◆ PROMPT ◆
Copy out each line below exactly as written.
-=-=-=-=-
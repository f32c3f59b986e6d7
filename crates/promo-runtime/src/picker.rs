use crate::form::FormFields;
use crate::{Error, Result};
use chrono::NaiveDate;
use promo_engine::dates::date_from_input;
use promo_types::{MS_PER_DAY, format_form_date, parse_form_date};

type OnSelect<'a> = Box<dyn FnMut(NaiveDate) + 'a>;

/// Date selection popup attached to one input.
///
/// Bounds are read once, at attach time, from other fields plus an optional
/// offset, the same way the popup is built on first focus.
pub struct DatePicker<'a> {
    value: String,
    min: Option<NaiveDate>,
    max: Option<NaiveDate>,
    on_select: Option<OnSelect<'a>>,
}

impl<'a> DatePicker<'a> {
    pub fn attach(
        input: &str,
        min_source: Option<&str>,
        max_source: Option<&str>,
        on_select: Option<OnSelect<'a>>,
        min_date_offset_ms: i64,
    ) -> Self {
        Self {
            value: input.to_string(),
            min: min_source
                .and_then(|src| date_from_input(src, min_date_offset_ms))
                .map(|dt| dt.date()),
            max: max_source
                .and_then(|src| date_from_input(src, 0))
                .map(|dt| dt.date()),
            on_select,
        }
    }

    pub fn value(&self) -> &str {
        &self.value
    }

    pub fn default_date(&self) -> Option<NaiveDate> {
        parse_form_date(&self.value).ok()
    }

    pub fn min_date(&self) -> Option<NaiveDate> {
        self.min
    }

    pub fn max_date(&self) -> Option<NaiveDate> {
        self.max
    }

    pub fn allows(&self, date: NaiveDate) -> bool {
        self.min.is_none_or(|min| date >= min) && self.max.is_none_or(|max| date <= max)
    }

    /// Pick `date`, write it back to the input and fire the callback.
    pub fn select(&mut self, date: NaiveDate) -> Result<&str> {
        if !self.allows(date) {
            return Err(Error::InvalidOperation(format!(
                "{} is outside the selectable range",
                format_form_date(date)
            )));
        }
        self.value = format_form_date(date);
        if let Some(callback) = self.on_select.as_mut() {
            callback(date);
        }
        Ok(&self.value)
    }
}

/// Start date picker: no earlier than `today`.
pub fn start_date_picker<'a>(
    fields: &FormFields,
    today: NaiveDate,
    on_select: Option<OnSelect<'a>>,
) -> DatePicker<'a> {
    let today = format_form_date(today);
    DatePicker::attach(&fields.start_date, Some(&today), None, on_select, 0)
}

/// End date picker: at least one day after the current start date.
pub fn end_date_picker<'a>(fields: &FormFields, on_select: Option<OnSelect<'a>>) -> DatePicker<'a> {
    DatePicker::attach(
        &fields.end_date,
        Some(&fields.start_date),
        None,
        on_select,
        MS_PER_DAY,
    )
}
-=-=-=-=-
◆ EXERCISE SOLUTION ◆
repository f32c3f59b986e6d7
filename crates/promo-runtime/src/picker.rs
use crate::form::FormFields;
use crate::{Error, Result};
use chrono::NaiveDate;
use promo_engine::dates::date_from_input;
use promo_types::{MS_PER_DAY, format_form_date, parse_form_date};

type OnSelect<'a> = Box<dyn FnMut(NaiveDate) + 'a>;

/// Date selection popup attached to one input.
///
/// Bounds are read once, at attach time, from other fields plus an optional
/// offset, the same way the popup is built on first focus.
pub struct DatePicker<'a> {
    value: String,
    min: Option<NaiveDate>,
    max: Option<NaiveDate>,
    on_select: Option<OnSelect<'a>>,
}

impl<'a> DatePicker<'a> {
    pub fn attach(
        input: &str,
        min_source: Option<&str>,
        max_source: Option<&str>,
        on_select: Option<OnSelect<'a>>,
        min_date_offset_ms: i64,
    ) -> Self {
        Self {
            value: input.to_string(),
            min: min_source
                .and_then(|src| date_from_input(src, min_date_offset_ms))
                .map(|dt| dt.date()),
            max: max_source
                .and_then(|src| date_from_input(src, 0))
                .map(|dt| dt.date()),
            on_select,
        }
    }

    pub fn value(&self) -> &str {
        &self.value
    }

    pub fn default_date(&self) -> Option<NaiveDate> {
        parse_form_date(&self.value).ok()
    }

    pub fn min_date(&self) -> Option<NaiveDate> {
        self.min
    }

    pub fn max_date(&self) -> Option<NaiveDate> {
        self.max
    }

    pub fn allows(&self, date: NaiveDate) -> bool {
        self.min.is_none_or(|min| date >= min) && self.max.is_none_or(|max| date <= max)
    }

    /// Pick `date`, write it back to the input and fire the callback.
    pub fn select(&mut self, date: NaiveDate) -> Result<&str> {
        if !self.allows(date) {
            return Err(Error::InvalidOperation(format!(
                "{} is outside the selectable range",
                format_form_date(date)
            )));
        }
        self.value = format_form_date(date);
        if let Some(callback) = self.on_select.as_mut() {
            callback(date);
        }
        Ok(&self.value)
    }
}

/// Start date picker: no earlier than `today`.
pub fn start_date_picker<'a>(
    fields: &FormFields,
    today: NaiveDate,
    on_select: Option<OnSelect<'a>>,
) -> DatePicker<'a> {
    let today = format_form_date(today);
    DatePicker::attach(&fields.start_date, Some(&today), None, on_select, 0)
}

/// End date picker: at least one day after the current start date.
pub fn end_date_picker<'a>(fields: &FormFields, on_select: Option<OnSelect<'a>>) -> DatePicker<'a> {
    DatePicker::attach(
        &fields.end_date,
        Some(&fields.start_date),
        None,
        on_select,
        MS_PER_DAY,
    )
}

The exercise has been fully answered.